What the exercise asks – Produce a copy of every line in the records that holds the string "index".

Stored records:
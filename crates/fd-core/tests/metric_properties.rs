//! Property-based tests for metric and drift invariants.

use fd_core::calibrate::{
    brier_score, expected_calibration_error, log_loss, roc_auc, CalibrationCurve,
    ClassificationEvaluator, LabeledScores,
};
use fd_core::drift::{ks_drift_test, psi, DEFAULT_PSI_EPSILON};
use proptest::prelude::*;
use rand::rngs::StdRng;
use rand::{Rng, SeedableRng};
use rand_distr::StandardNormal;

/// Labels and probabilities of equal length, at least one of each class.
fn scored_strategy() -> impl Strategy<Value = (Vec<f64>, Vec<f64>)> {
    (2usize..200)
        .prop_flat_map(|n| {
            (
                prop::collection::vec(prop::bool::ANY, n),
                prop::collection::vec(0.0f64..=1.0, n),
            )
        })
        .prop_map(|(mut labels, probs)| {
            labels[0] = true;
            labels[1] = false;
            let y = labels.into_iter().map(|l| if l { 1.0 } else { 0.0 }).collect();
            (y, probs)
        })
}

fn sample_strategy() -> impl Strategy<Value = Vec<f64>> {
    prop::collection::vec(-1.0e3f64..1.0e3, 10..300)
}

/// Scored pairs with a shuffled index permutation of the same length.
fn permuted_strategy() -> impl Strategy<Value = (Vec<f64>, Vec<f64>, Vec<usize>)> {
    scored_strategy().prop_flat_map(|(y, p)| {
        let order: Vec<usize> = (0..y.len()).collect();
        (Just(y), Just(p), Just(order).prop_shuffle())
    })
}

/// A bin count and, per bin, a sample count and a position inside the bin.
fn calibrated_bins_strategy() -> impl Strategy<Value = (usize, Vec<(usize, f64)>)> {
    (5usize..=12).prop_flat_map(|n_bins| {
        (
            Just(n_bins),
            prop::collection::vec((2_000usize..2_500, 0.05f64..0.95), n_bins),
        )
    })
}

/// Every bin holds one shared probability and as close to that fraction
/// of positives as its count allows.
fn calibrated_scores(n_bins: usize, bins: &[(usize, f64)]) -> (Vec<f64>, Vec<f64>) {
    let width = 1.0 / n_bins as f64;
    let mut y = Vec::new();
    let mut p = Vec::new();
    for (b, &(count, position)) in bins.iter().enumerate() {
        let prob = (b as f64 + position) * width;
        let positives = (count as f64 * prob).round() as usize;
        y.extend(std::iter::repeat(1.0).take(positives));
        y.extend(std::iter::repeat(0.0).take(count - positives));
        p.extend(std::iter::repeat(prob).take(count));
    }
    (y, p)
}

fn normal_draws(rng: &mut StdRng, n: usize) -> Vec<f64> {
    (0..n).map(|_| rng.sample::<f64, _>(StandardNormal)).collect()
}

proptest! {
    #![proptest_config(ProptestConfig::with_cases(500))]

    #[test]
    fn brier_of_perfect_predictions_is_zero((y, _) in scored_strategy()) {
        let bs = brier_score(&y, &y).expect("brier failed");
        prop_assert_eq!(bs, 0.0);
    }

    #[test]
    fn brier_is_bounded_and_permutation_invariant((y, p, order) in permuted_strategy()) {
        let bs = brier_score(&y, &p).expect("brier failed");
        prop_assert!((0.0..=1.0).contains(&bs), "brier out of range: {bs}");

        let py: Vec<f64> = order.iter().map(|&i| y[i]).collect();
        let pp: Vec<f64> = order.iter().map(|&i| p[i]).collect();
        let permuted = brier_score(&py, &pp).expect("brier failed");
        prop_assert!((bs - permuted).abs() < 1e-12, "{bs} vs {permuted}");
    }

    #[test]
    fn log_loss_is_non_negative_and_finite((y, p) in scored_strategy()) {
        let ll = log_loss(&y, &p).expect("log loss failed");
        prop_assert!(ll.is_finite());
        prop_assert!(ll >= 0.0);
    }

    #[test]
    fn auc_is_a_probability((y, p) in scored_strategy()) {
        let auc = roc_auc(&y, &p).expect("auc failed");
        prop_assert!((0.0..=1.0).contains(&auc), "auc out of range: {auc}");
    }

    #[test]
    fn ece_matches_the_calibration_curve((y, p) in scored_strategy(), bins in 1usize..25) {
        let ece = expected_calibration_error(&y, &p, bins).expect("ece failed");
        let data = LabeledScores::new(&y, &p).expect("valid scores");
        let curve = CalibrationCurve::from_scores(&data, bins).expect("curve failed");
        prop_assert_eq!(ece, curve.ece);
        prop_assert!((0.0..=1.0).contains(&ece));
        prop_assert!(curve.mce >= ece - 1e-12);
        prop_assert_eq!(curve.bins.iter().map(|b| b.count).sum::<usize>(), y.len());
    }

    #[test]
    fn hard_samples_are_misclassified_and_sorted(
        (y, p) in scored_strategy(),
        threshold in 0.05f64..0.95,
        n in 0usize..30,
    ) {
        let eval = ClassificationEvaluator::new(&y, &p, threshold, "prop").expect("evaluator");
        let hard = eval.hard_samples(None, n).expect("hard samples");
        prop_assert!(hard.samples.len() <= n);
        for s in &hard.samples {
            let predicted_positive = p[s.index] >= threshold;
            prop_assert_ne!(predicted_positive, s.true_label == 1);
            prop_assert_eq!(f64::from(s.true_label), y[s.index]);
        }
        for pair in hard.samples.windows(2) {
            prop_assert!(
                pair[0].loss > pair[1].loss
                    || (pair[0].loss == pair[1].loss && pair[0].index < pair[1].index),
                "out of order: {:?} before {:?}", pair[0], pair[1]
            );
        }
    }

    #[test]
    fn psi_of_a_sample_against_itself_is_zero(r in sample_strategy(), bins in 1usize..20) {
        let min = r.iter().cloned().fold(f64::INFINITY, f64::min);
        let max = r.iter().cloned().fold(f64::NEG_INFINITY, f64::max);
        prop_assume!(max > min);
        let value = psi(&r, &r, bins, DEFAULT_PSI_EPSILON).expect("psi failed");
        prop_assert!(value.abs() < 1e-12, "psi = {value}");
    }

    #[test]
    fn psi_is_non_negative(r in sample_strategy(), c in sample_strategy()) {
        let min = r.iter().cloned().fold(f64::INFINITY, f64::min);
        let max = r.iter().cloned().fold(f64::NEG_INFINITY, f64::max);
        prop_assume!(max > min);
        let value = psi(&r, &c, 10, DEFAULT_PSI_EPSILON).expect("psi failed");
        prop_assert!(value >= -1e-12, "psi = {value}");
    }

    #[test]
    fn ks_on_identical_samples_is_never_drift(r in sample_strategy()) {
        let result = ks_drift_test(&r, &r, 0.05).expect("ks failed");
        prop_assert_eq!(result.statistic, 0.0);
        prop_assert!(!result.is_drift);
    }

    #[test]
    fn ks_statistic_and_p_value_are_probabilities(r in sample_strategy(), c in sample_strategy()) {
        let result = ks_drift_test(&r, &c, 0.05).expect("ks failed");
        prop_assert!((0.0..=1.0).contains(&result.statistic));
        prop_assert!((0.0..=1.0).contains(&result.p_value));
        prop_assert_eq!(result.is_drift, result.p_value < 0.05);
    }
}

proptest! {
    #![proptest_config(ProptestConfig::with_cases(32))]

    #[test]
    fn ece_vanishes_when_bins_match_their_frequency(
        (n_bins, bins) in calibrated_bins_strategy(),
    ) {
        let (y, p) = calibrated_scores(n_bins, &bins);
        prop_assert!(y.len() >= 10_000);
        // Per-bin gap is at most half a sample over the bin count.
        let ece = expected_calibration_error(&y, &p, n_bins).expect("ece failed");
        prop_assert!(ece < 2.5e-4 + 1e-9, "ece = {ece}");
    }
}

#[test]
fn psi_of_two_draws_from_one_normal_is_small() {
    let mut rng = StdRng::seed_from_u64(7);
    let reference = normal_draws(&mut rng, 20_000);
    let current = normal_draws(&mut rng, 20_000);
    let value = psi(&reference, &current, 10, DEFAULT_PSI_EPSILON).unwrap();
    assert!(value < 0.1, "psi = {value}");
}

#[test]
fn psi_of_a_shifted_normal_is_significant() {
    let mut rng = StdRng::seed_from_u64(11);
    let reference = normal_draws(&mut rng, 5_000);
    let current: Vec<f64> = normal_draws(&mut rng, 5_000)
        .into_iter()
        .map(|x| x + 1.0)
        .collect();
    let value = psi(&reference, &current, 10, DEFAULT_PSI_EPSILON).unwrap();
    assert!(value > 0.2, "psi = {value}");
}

The completed task –
/// Scored pairs with a shuffled index permutation of the same length.
            let predicted_positive = p[s.index] >= threshold;
            prop_assert_eq!(f64::from(s.true_label), y[s.index]);
                    || (pair[0].loss == pair[1].loss && pair[0].index < pair[1].index),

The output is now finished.